It had been in the news for a couple of days that police had found the camp of a suspected killer who had been evading arrest for seven or so years near Nowendoc. They raided the camp, but the suspected killer had shot one of the police in the shoulder and ran away.
"Any around Nowendoc?" I asked. My planned route took me past Nowendoc.
"Plenty around Nowendoc", she replied.
"Reckon they'll catch him?" I asked as she card-charged me.
"They don't want to", she replied. "He's shot a cop. They'll shoot him."
"People don't mind him", she continued. "He was camping in town for a while. No one gave him up."
I went outside, helmeted up, and hit Thunderbolts Way.

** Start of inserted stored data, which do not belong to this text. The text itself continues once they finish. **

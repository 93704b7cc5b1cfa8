//! # Buffer Store
//!
//! The seam between the sync service and SQLite.
//!
//! ```text
//! SyncService ──► Arc<dyn BufferStore>
//!                        │
//!                        ▼
//!                   Database ── layout? ──┬── Rows       → InvoiceRowRepository
//!                                         └── Normalized → NormalizedInvoiceRepository
//! ```
//!
//! Nothing is cached: every call re-reads the tables.

use async_trait::async_trait;
use chrono::{DateTime, Utc};

use relay_core::{
    Customer, InvoiceLayout, InvoiceSelector, InvoiceTransferUnit, MarkSyncedOutcome, SyncStats,
};

use crate::error::DbResult;
use crate::pool::Database;

/// Persistence operations the sync service relies on.
///
/// Callers validate their input first; implementations treat an empty id
/// list as a no-op.
#[async_trait]
pub trait BufferStore: Send + Sync {
    /// Invoice layout this store reads.
    fn layout(&self) -> InvoiceLayout;

    /// Round-trips the store and returns the time of the check.
    async fn ping(&self) -> DbResult<DateTime<Utc>>;

    /// Up to `limit` pending customers, oldest first.
    async fn pending_customers(&self, limit: u32) -> DbResult<Vec<Customer>>;

    /// Flips pending customers to synced, returning how many changed.
    async fn mark_customers_synced(&self, ids: &[String]) -> DbResult<u64>;

    /// Up to `limit` pending invoice groups, oldest first.
    async fn pending_invoices(&self, limit: u32) -> DbResult<Vec<InvoiceTransferUnit>>;

    /// Flips selected invoices (and their due-dates) to synced.
    async fn mark_invoices_synced(&self, selector: &InvoiceSelector)
        -> DbResult<MarkSyncedOutcome>;

    /// Delivery progress counters.
    async fn stats(&self) -> DbResult<SyncStats>;
}

#[async_trait]
impl BufferStore for Database {
    fn layout(&self) -> InvoiceLayout {
        Database::layout(self)
    }

    async fn ping(&self) -> DbResult<DateTime<Utc>> {
        sqlx::query_scalar::<_, i64>("SELECT 1")
            .fetch_one(self.pool())
            .await?;
        Ok(Utc::now())
    }

    async fn pending_customers(&self, limit: u32) -> DbResult<Vec<Customer>> {
        self.customers().pending(limit).await
    }

    async fn mark_customers_synced(&self, ids: &[String]) -> DbResult<u64> {
        self.customers().mark_synced(ids, Utc::now()).await
    }

    async fn pending_invoices(&self, limit: u32) -> DbResult<Vec<InvoiceTransferUnit>> {
        match Database::layout(self) {
            InvoiceLayout::Rows => self.invoice_rows().pending(limit).await,
            InvoiceLayout::Normalized => self.normalized_invoices().pending(limit).await,
        }
    }

    async fn mark_invoices_synced(
        &self,
        selector: &InvoiceSelector,
    ) -> DbResult<MarkSyncedOutcome> {
        let now = Utc::now();
        match Database::layout(self) {
            InvoiceLayout::Rows => self.invoice_rows().mark_synced(selector, now).await,
            InvoiceLayout::Normalized => {
                self.normalized_invoices().mark_synced(selector, now).await
            }
        }
    }

    async fn stats(&self) -> DbResult<SyncStats> {
        self.statistics().compute(Database::layout(self)).await
    }
}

Thunderbolts Way is named after Frederick Ward, a.k.a. Captain Thunderbolt, a notorious bushranger who took a similar route north to rob towns on the Northern Slopes on the 1860s. The road was built fifty years later to get logs out of Nowendoc to market. I was on it because I'd promised to have dinner with The Fixer, who had recently moved to the Byron Bay area, and I figured that if I was going to ride that far I may as well cross the Great Dividing Range a couple of times. Thunderbolts Way was the first of these.
The first part of Thunderbolts Way is scenic and challenging. It is not well maintained, and the road was wet in patches. Nevertheless, I made good time to the Nowendoc turnoff. I saw no police. I guess that's the point of the camouflage.
Past the Nowendoc turnoff, the road straightens, and one can make even better time.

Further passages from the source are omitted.